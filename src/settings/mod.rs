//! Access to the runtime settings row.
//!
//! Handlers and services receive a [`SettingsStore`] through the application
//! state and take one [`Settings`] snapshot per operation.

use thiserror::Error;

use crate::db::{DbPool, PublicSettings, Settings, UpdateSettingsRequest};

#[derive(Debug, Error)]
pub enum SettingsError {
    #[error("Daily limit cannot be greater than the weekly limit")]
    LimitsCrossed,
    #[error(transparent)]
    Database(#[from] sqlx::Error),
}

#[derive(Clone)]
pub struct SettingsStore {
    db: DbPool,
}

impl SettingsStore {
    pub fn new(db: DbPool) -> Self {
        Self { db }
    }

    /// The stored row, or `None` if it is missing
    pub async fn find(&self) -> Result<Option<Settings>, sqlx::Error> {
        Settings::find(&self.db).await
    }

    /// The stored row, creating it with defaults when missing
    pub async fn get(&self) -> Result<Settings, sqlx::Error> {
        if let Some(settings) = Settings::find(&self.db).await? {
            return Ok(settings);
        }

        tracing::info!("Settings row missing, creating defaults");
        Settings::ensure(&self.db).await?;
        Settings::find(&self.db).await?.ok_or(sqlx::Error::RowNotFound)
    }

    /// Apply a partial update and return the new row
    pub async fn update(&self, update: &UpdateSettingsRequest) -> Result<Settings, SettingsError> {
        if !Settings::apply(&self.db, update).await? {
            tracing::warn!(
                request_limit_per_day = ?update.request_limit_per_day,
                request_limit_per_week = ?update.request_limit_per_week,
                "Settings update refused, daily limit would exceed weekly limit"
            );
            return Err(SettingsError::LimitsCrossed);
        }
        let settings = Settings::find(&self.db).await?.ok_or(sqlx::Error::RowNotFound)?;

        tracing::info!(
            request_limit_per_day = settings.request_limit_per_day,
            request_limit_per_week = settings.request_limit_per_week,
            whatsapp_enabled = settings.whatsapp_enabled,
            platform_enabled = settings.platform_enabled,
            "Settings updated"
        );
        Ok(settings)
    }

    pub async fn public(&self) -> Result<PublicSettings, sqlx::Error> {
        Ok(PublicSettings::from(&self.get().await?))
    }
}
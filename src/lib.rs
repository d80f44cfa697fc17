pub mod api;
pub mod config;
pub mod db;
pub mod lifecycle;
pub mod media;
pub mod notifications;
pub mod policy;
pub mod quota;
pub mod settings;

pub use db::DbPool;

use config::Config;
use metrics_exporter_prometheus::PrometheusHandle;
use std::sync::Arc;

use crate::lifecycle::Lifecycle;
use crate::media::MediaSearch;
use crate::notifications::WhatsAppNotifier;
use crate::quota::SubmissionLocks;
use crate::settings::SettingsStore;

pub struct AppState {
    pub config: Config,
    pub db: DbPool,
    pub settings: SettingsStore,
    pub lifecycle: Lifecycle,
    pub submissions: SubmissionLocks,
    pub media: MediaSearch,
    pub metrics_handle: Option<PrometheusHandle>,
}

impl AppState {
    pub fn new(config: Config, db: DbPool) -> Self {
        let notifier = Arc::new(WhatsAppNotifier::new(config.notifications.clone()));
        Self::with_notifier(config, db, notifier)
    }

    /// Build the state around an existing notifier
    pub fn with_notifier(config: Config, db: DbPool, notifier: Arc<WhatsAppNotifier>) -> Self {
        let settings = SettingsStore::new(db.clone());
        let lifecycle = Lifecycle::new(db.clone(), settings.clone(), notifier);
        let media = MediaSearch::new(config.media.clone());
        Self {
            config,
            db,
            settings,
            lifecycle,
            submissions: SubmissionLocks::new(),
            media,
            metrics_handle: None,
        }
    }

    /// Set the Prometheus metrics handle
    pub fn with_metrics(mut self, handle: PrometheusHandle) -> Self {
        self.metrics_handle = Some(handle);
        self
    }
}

▬▬▬▬▬▬▬▬▬▬

# WHAT THE TASK ASKS
All of the data above must be retyped exactly.

# SOLUTION
filename src/settings/mod.rs
//! Access to the runtime settings row.
//!
//! Handlers and services receive a [`SettingsStore`] through the application
//! state and take one [`Settings`] snapshot per operation.

use thiserror::Error;

use crate::db::{DbPool, PublicSettings, Settings, UpdateSettingsRequest};

#[derive(Debug, Error)]
pub enum SettingsError {
    #[error("Daily limit cannot be greater than the weekly limit")]
    LimitsCrossed,
    #[error(transparent)]
    Database(#[from] sqlx::Error),
}

#[derive(Clone)]
pub struct SettingsStore {
    db: DbPool,
}

impl SettingsStore {
    pub fn new(db: DbPool) -> Self {
        Self { db }
    }

    /// The stored row, or `None` if it is missing
    pub async fn find(&self) -> Result<Option<Settings>, sqlx::Error> {
        Settings::find(&self.db).await
    }

    /// The stored row, creating it with defaults when missing
    pub async fn get(&self) -> Result<Settings, sqlx::Error> {
        if let Some(settings) = Settings::find(&self.db).await? {
            return Ok(settings);
        }

        tracing::info!("Settings row missing, creating defaults");
        Settings::ensure(&self.db).await?;
        Settings::find(&self.db).await?.ok_or(sqlx::Error::RowNotFound)
    }

    /// Apply a partial update and return the new row
    pub async fn update(&self, update: &UpdateSettingsRequest) -> Result<Settings, SettingsError> {
        if !Settings::apply(&self.db, update).await? {
            tracing::warn!(
                request_limit_per_day = ?update.request_limit_per_day,
                request_limit_per_week = ?update.request_limit_per_week,
                "Settings update refused, daily limit would exceed weekly limit"
            );
            return Err(SettingsError::LimitsCrossed);
        }
        let settings = Settings::find(&self.db).await?.ok_or(sqlx::Error::RowNotFound)?;

        tracing::info!(
            request_limit_per_day = settings.request_limit_per_day,
            request_limit_per_week = settings.request_limit_per_week,
            whatsapp_enabled = settings.whatsapp_enabled,
            platform_enabled = settings.platform_enabled,
            "Settings updated"
        );
        Ok(settings)
    }

    pub async fn public(&self) -> Result<PublicSettings, sqlx::Error> {
        Ok(PublicSettings::from(&self.get().await?))
    }
}
filename src/lib.rs
repository d80f44cfa697fc17
pub mod api;
pub mod config;
pub mod db;
pub mod lifecycle;
pub mod media;
pub mod notifications;
pub mod policy;
pub mod quota;
pub mod settings;

pub use db::DbPool;

use config::Config;
use metrics_exporter_prometheus::PrometheusHandle;
use std::sync::Arc;

use crate::lifecycle::Lifecycle;
use crate::media::MediaSearch;
use crate::notifications::WhatsAppNotifier;
use crate::quota::SubmissionLocks;
use crate::settings::SettingsStore;

pub struct AppState {
    pub config: Config,
    pub db: DbPool,
    pub settings: SettingsStore,
    pub lifecycle: Lifecycle,
    pub submissions: SubmissionLocks,
    pub media: MediaSearch,
    pub metrics_handle: Option<PrometheusHandle>,
}

impl AppState {
    pub fn new(config: Config, db: DbPool) -> Self {
        let notifier = Arc::new(WhatsAppNotifier::new(config.notifications.clone()));
        Self::with_notifier(config, db, notifier)
    }

    /// Build the state around an existing notifier
    pub fn with_notifier(config: Config, db: DbPool, notifier: Arc<WhatsAppNotifier>) -> Self {
        let settings = SettingsStore::new(db.clone());
        let lifecycle = Lifecycle::new(db.clone(), settings.clone(), notifier);
        let media = MediaSearch::new(config.media.clone());
        Self {
            config,
            db,
            settings,
            lifecycle,
            submissions: SubmissionLocks::new(),
            media,
            metrics_handle: None,
        }
    }

    /// Set the Prometheus metrics handle
    pub fn with_metrics(mut self, handle: PrometheusHandle) -> Self {
        self.metrics_handle = Some(handle);
        self
    }
}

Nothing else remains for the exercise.